Concentrated CYP121 samples with ≥1 mM heme were prepared for ENDOR analyses by slowly submerging CYP121 samples in liquid nitrogen to maximize the yield of the low-spin species. The 1H ENDOR spectrum of E at pH 7.5, at g values corresponding to the ls-E1, are shown in Figure S13. The continuous-wave ENDOR spectrum acquired at the low-field component (gz) shows a broad absorbance features at vH ± 4 MHz centered around the 1H Larmor frequency. This signal likely originates from the strongly coupled axial solvent ligand bound to the ferric heme.40–43 Another well-resolved signal is observed for the spectrum acquired at gy, which has a sharp peak at 2.5 MHz with a weaker feature at −2.5 MHz. The spectrum acquired at gy also has distinguishable shoulders at νH ±1 MHz and signals from several weakly coupled protons with A values less than 1.4 MHz.

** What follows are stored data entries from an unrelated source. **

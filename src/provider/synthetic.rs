//! Generated frames for tests and demos

use std::collections::HashSet;
use std::path::PathBuf;
use std::sync::atomic::{AtomicUsize, Ordering};
use std::sync::Arc;
use std::time::Duration;

use bytes::Bytes;

use super::frame::{Image, PixelFormat, VideoMetaData};
use super::VideoProvider;
use crate::error::{Error, Result};
use crate::time::{Time, TimeMap, TimeStamp};

/// Provider that fabricates a solid-colour frame for each configured time.
///
/// The luma of each frame is derived from its frame index, so a consumer can
/// tell frames apart without inspecting metadata.
pub struct SyntheticProvider {
    name: String,
    times: Vec<Time>,
    late_times: Vec<Time>,
    failing: HashSet<Time>,
    delay: Option<Duration>,
    width: u32,
    height: u32,
    frames: TimeMap<VideoMetaData>,
    decodes: Arc<AtomicUsize>,
    refreshes: usize,
}

impl SyntheticProvider {
    pub fn new(name: impl Into<String>, times: impl IntoIterator<Item = Time>) -> Self {
        Self {
            name: name.into(),
            times: times.into_iter().collect(),
            late_times: Vec::new(),
            failing: HashSet::new(),
            delay: None,
            width: 4,
            height: 4,
            frames: TimeMap::new(),
            decodes: Arc::new(AtomicUsize::new(0)),
            refreshes: 0,
        }
    }

    /// Times that only become known after the first refresh.
    pub fn with_late_times(mut self, times: impl IntoIterator<Item = Time>) -> Self {
        self.late_times = times.into_iter().collect();
        self
    }

    /// Times whose decode fails.
    pub fn with_failures(mut self, times: impl IntoIterator<Item = Time>) -> Self {
        self.failing = times.into_iter().collect();
        self
    }

    /// Sleep this long in every decode.
    pub fn with_delay(mut self, delay: Duration) -> Self {
        self.delay = Some(delay);
        self
    }

    pub fn with_size(mut self, width: u32, height: u32) -> Self {
        self.width = width;
        self.height = height;
        self
    }

    /// Shared counter of completed decode attempts.
    pub fn decode_counter(&self) -> Arc<AtomicUsize> {
        Arc::clone(&self.decodes)
    }

    fn rebuild(&mut self) {
        let mut times = self.times.clone();
        if self.refreshes > 0 {
            times.extend(self.late_times.iter().copied());
        }
        times.sort_unstable();
        times.dedup();

        self.frames = times
            .into_iter()
            .zip(1..)
            .map(|(time, frame)| {
                let name = PathBuf::from(format!("{}/{}.png", self.name, time));
                (time, VideoMetaData::new(TimeStamp::new(time, frame), name))
            })
            .collect();
    }
}

impl VideoProvider for SyntheticProvider {
    fn initialize(&mut self) -> Result<()> {
        self.rebuild();
        Ok(())
    }

    fn meta_data(&self) -> &TimeMap<VideoMetaData> {
        &self.frames
    }

    fn refresh(&mut self) -> Result<()> {
        self.refreshes += 1;
        self.rebuild();
        Ok(())
    }

    fn decode(&mut self, meta: &VideoMetaData) -> Result<Image> {
        if let Some(delay) = self.delay {
            std::thread::sleep(delay);
        }
        self.decodes.fetch_add(1, Ordering::SeqCst);

        let time = meta.time_stamp.time.unwrap_or_default();
        if self.failing.contains(&time) {
            return Err(Error::Decode {
                path: meta.image_name.clone(),
                reason: "synthetic failure".into(),
            });
        }

        let shade = (meta.time_stamp.frame.unwrap_or_default() % 256) as u8;
        let len = (self.width * self.height) as usize;
        Ok(Image::new(
            Bytes::from(vec![shade; len]),
            self.width,
            self.height,
            PixelFormat::Luma8,
        ))
    }
}

#[cfg(test)]
mod tests {
    use super::*;
    use crate::time::SeekMode;

    #[test]
    fn frames_are_numbered_in_time_order() {
        let mut provider = SyntheticProvider::new("cam", [300, 100, 200]);
        provider.initialize().unwrap();

        let frames = crate::provider::frame_indices(provider.meta_data());
        let indexed: Vec<_> = frames.iter().map(|(t, f)| (t, *f)).collect();
        assert_eq!(indexed, vec![(100, 1), (200, 2), (300, 3)]);

        let frame = provider.resolve(210, SeekMode::Nearest).unwrap();
        assert_eq!(frame.time(), Some(200));
        assert_eq!(frame.image.data[0], 2);
        assert_eq!(frame.meta_data.image_name, PathBuf::from("cam/200.png"));
    }

    #[test]
    fn late_times_appear_after_refresh() {
        let mut provider = SyntheticProvider::new("cam", [100]).with_late_times([50]);
        provider.initialize().unwrap();
        assert_eq!(provider.meta_data().len(), 1);

        provider.refresh().unwrap();
        assert_eq!(provider.meta_data().keys().collect::<Vec<_>>(), vec![50, 100]);
    }

    #[test]
    fn configured_failures_surface_as_errors() {
        let mut provider = SyntheticProvider::new("cam", [100, 200]).with_failures([200]);
        provider.initialize().unwrap();

        assert!(provider.resolve(100, SeekMode::Exact).is_ok());
        assert!(matches!(provider.resolve(200, SeekMode::Exact), Err(Error::Decode { .. })));
        assert!(matches!(provider.resolve(150, SeekMode::Exact), Err(Error::NotFound { .. })));
        assert_eq!(provider.decode_counter().load(Ordering::SeqCst), 2);
    }
}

Figure 10 shows overlays of the spectra for E and ES collected at the magnetic fields corresponding to their respective gz and gy. The 1H ENDOR signals have been normalized by their signal intensity for better comparison. Again the 1H ENDOR spectrum of ls-E1 (pH 7.5) shows multiple doublets from protons near the low-spin ferric center, with A values of ∼8, 5, and 2 MHz.43 Spectra of ES at pH 7.5 show a new doublet at νH = ±1.3 MHz (A = 2.6 MHz, gz) corresponding to the ls-ES1. This signal is not observed for the ls-ES2 complex prepared at pH 10.4, suggesting that the 2.6 MHz signal may originate from the phenol proton (pKa = 9.90 ± 0.02) of the cYY, which is involved in a hydrogen-bonding interaction with the axial solvent molecule. At pH 10.4, the sharp feature at νH = ±2.5 MHz observed for E and ES at pH 7.5 is also perturbed and splits into two peaks with A values of 4.4 and 5 MHz. This splitting may result from the deprotonation of the substrate and/or the axial water at high pH, which should affect the H-bonding network between the axial solvent ligand (aqua/hydroxide), cYY (phenol/phenolate), and the second sphere water, as observed in the crystal structure of ES (Figure 10C).
Figure 10.

ENDOR spectra of E and ES. Samples prepared (top to bottom) at pH 7.5 (ls-E1), at pH 10.4 (ls-E2), or in D2O (pD 7.5), and in complex with cyanide (ECN and ESCN). ENDOR spectra shown were acquired at magnetic fields corresponding to gz (low-field feature, left) and gy (midpoint of derivative-shaped feature, right). Samples contained 1.0 to 1.7 mM CYP121 heme concentration; ES and ESCN were prepared with 1.3 mM cYY, and ECN and ESCN with 55 mM NaCN. The spectra have been normalized and centered at 1H Larmor frequency for each magnetic field for comparison. Spectrometer conditions can be found in Materials and Methods.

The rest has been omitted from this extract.